Provided information START

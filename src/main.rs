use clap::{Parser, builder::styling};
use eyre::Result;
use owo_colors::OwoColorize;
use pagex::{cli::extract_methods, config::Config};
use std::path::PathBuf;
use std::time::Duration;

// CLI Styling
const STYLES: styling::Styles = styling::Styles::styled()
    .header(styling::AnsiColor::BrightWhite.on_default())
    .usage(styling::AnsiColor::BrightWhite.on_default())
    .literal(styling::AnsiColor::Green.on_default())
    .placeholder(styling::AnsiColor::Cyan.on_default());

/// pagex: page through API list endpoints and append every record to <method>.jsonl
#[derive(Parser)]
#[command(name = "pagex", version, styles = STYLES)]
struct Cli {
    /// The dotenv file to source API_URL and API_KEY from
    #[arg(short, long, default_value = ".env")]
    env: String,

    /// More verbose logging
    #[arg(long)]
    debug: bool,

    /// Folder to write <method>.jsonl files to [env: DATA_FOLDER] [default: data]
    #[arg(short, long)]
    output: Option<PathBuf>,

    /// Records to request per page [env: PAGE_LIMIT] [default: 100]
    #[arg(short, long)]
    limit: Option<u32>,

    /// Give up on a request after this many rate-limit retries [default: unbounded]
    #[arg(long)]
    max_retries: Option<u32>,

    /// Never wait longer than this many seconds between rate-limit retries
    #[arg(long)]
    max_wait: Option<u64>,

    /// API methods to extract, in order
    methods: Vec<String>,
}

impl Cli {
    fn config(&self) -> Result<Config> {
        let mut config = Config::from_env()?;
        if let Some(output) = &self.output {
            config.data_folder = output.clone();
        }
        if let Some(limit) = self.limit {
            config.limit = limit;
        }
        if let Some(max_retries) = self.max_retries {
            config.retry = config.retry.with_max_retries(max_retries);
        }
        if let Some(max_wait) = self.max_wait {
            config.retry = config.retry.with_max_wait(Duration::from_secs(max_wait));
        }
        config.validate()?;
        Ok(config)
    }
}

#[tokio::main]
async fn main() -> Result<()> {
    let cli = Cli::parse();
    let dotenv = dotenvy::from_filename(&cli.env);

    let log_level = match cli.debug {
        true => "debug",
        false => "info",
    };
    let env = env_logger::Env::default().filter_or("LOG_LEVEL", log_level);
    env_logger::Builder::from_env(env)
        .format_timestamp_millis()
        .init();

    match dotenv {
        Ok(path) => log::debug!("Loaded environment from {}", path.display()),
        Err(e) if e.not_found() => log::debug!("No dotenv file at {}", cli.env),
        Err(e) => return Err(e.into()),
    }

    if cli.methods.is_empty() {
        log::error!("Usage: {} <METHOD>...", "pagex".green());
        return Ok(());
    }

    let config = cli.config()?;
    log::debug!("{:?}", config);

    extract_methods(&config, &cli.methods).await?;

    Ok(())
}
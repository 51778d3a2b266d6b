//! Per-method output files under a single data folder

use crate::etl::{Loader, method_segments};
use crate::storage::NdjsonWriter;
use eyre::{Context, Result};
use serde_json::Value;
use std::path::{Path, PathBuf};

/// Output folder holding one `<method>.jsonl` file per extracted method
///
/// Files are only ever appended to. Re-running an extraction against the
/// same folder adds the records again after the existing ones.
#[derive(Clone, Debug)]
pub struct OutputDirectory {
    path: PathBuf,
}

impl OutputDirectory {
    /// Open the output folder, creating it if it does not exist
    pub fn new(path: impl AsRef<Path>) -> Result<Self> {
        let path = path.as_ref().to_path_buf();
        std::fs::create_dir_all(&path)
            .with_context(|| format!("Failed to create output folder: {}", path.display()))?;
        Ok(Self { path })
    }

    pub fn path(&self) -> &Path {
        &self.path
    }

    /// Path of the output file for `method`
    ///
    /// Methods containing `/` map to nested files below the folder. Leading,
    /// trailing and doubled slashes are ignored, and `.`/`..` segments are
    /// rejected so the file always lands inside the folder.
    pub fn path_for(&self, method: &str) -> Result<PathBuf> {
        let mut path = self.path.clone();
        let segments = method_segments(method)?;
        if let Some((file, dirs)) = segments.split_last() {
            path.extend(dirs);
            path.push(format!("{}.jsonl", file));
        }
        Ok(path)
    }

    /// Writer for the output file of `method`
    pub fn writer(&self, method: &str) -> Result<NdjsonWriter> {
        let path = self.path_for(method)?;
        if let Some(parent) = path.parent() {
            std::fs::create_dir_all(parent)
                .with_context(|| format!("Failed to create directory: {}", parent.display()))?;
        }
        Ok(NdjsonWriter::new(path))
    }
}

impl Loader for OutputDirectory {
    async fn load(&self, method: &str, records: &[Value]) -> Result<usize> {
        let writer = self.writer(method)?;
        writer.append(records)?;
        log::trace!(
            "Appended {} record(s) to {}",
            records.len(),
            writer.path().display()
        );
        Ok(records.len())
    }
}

Provided information END

### Directions
Take the entries and copy them out exactly.

### Exercise solution
filename src/main.rs
use clap::{Parser, builder::styling};
use eyre::Result;
use owo_colors::OwoColorize;
use pagex::{cli::extract_methods, config::Config};
use std::path::PathBuf;
use std::time::Duration;

// CLI Styling
const STYLES: styling::Styles = styling::Styles::styled()
    .header(styling::AnsiColor::BrightWhite.on_default())
    .usage(styling::AnsiColor::BrightWhite.on_default())
    .literal(styling::AnsiColor::Green.on_default())
    .placeholder(styling::AnsiColor::Cyan.on_default());

/// pagex: page through API list endpoints and append every record to <method>.jsonl
#[derive(Parser)]
#[command(name = "pagex", version, styles = STYLES)]
struct Cli {
    /// The dotenv file to source API_URL and API_KEY from
    #[arg(short, long, default_value = ".env")]
    env: String,

    /// More verbose logging
    #[arg(long)]
    debug: bool,

    /// Folder to write <method>.jsonl files to [env: DATA_FOLDER] [default: data]
    #[arg(short, long)]
    output: Option<PathBuf>,

    /// Records to request per page [env: PAGE_LIMIT] [default: 100]
    #[arg(short, long)]
    limit: Option<u32>,

    /// Give up on a request after this many rate-limit retries [default: unbounded]
    #[arg(long)]
    max_retries: Option<u32>,

    /// Never wait longer than this many seconds between rate-limit retries
    #[arg(long)]
    max_wait: Option<u64>,

    /// API methods to extract, in order
    methods: Vec<String>,
}

impl Cli {
    fn config(&self) -> Result<Config> {
        let mut config = Config::from_env()?;
        if let Some(output) = &self.output {
            config.data_folder = output.clone();
        }
        if let Some(limit) = self.limit {
            config.limit = limit;
        }
        if let Some(max_retries) = self.max_retries {
            config.retry = config.retry.with_max_retries(max_retries);
        }
        if let Some(max_wait) = self.max_wait {
            config.retry = config.retry.with_max_wait(Duration::from_secs(max_wait));
        }
        config.validate()?;
        Ok(config)
    }
}

#[tokio::main]
async fn main() -> Result<()> {
    let cli = Cli::parse();
    let dotenv = dotenvy::from_filename(&cli.env);

    let log_level = match cli.debug {
        true => "debug",
        false => "info",
    };
    let env = env_logger::Env::default().filter_or("LOG_LEVEL", log_level);
    env_logger::Builder::from_env(env)
        .format_timestamp_millis()
        .init();

    match dotenv {
        Ok(path) => log::debug!("Loaded environment from {}", path.display()),
        Err(e) if e.not_found() => log::debug!("No dotenv file at {}", cli.env),
        Err(e) => return Err(e.into()),
    }

    if cli.methods.is_empty() {
        log::error!("Usage: {} <METHOD>...", "pagex".green());
        return Ok(());
    }

    let config = cli.config()?;
    log::debug!("{:?}", config);

    extract_methods(&config, &cli.methods).await?;

    Ok(())
}
repository 51778d3a2b266d6b
//! Per-method output files under a single data folder

use crate::etl::{Loader, method_segments};
use crate::storage::NdjsonWriter;
use eyre::{Context, Result};
use serde_json::Value;
use std::path::{Path, PathBuf};

/// Output folder holding one `<method>.jsonl` file per extracted method
///
/// Files are only ever appended to. Re-running an extraction against the
/// same folder adds the records again after the existing ones.
#[derive(Clone, Debug)]
pub struct OutputDirectory {
    path: PathBuf,
}

impl OutputDirectory {
    /// Open the output folder, creating it if it does not exist
    pub fn new(path: impl AsRef<Path>) -> Result<Self> {
        let path = path.as_ref().to_path_buf();
        std::fs::create_dir_all(&path)
            .with_context(|| format!("Failed to create output folder: {}", path.display()))?;
        Ok(Self { path })
    }

    pub fn path(&self) -> &Path {
        &self.path
    }

    /// Path of the output file for `method`
    ///
    /// Methods containing `/` map to nested files below the folder. Leading,
    /// trailing and doubled slashes are ignored, and `.`/`..` segments are
    /// rejected so the file always lands inside the folder.
    pub fn path_for(&self, method: &str) -> Result<PathBuf> {
        let mut path = self.path.clone();
        let segments = method_segments(method)?;
        if let Some((file, dirs)) = segments.split_last() {
            path.extend(dirs);
            path.push(format!("{}.jsonl", file));
        }
        Ok(path)
    }

    /// Writer for the output file of `method`
    pub fn writer(&self, method: &str) -> Result<NdjsonWriter> {
        let path = self.path_for(method)?;
        if let Some(parent) = path.parent() {
            std::fs::create_dir_all(parent)
                .with_context(|| format!("Failed to create directory: {}", parent.display()))?;
        }
        Ok(NdjsonWriter::new(path))
    }
}

impl Loader for OutputDirectory {
    async fn load(&self, method: &str, records: &[Value]) -> Result<usize> {
        let writer = self.writer(method)?;
        writer.append(records)?;
        log::trace!(
            "Appended {} record(s) to {}",
            records.len(),
            writer.path().display()
        );
        Ok(records.len())
    }
}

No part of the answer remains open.